Two Britons who nearly died fighting in Ukraine have told why they have returned to the war-torn country – and warn urgent help is needed on the frontline in the battle against Russia.
Shareef Amin was seriously wounded by Russian fire after answering President Volodymyr Zelenskyy’s call for foreigners to join the Ukrainian military in 2022.
The 41-year-old from Bristol lost part of his hand and his right leg was paralysed from the knee down. He also suffered punctured lungs and severe injuries to his shoulder and forearm.
Image: Recovering in hospital after he was ambushed. Pic: Shareef Amin
Fellow Briton Shaun Pinner was captured and tortured by Russian forces after fighting alongside Ukrainian troops in 2022.
The 50-year-old from Hertfordshire was imprisoned for five months – during which time he said he was “electrocuted, starved, beaten… and stabbed” – before he was released in a prisoner swap.
Speaking just before the second anniversary of Russia’s invasion of Ukraine, Mr Amin and Mr Pinner told Sky News there is no prospect of an end to the war anytime soon – and fear Vladimir Putin will be free to invade more of Europe if urgent help isn’t sent.
“We need support – from Britain, America, Europe – whether it’s bombs, helmets, body armour, or medical equipment, there isn’t enough,” Mr Amin says.

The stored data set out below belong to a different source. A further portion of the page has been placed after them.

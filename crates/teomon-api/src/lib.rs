pub mod handlers;

use axum::routing::{get, post};
use axum::Router;
use tower_http::cors::{Any, CorsLayer};

pub use handlers::ApiState;

pub fn router(state: ApiState) -> Router {
    let cors = CorsLayer::new()
        .allow_origin(Any)
        .allow_methods(Any)
        .allow_headers(Any);

    let api_routes = Router::new()
        .route("/status", get(handlers::handle_status))
        .route("/peers", get(handlers::handle_peers))
        .route("/peers/table", get(handlers::handle_peers_table))
        .route(
            "/peers/{address}",
            get(handlers::handle_peer_get).delete(handlers::handle_peer_delete),
        )
        .route("/save", post(handlers::handle_save))
        .route("/daemon/shutdown", post(handlers::handle_shutdown))
        .with_state(state);

    Router::new().nest("/api", api_routes).layer(cors)
}

/// Serve the API on 127.0.0.1:`port` until the daemon shuts down.
pub async fn serve(state: ApiState, port: u16) -> anyhow::Result<()> {
    let mut shutdown = state.shutdown_tx.subscribe();
    let app = router(state);

    let listener = tokio::net::TcpListener::bind(format!("127.0.0.1:{}", port)).await?;
    tracing::info!(port, "API listening on 127.0.0.1");
    axum::serve(listener, app)
        .with_graceful_shutdown(async move {
            let _ = shutdown.recv().await;
        })
        .await?;
    Ok(())
}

“This is a really dangerous situation. If Russia gets the upper hand and they take Ukraine, they’re not going to stop at that.
“The British and the Europeans need to know this is all of our wars.”
Mr Pinner says Ukraine is “probably a year off being able to produce enough shells to be able to support” itself.
“We’re going to go through a really tough time before then,” he adds.
“I’ve never lost faith that Ukraine can win. But we’ve got ammo shortages on the frontline that are a real worry. How can you fight with one hand tied behind your back?”
Image: Pic: Shaun Pinner
‘Chaotic’ first months in Ukraine
Mr Amin – who spent 13 years in the British military – says he travelled to Ukraine to join the fight against Russia in March 2022 after watching a speech by President Zelenskyy on Instagram.
“I managed to get hold of a group of British guys through WhatsApp and TikTok, and by 11 March we were in Lviv,” he says.
He described his first two months in the country as “chaotic” as he and others felt there wasn’t enough time to go to the British embassy and join the foreign legion through official channels.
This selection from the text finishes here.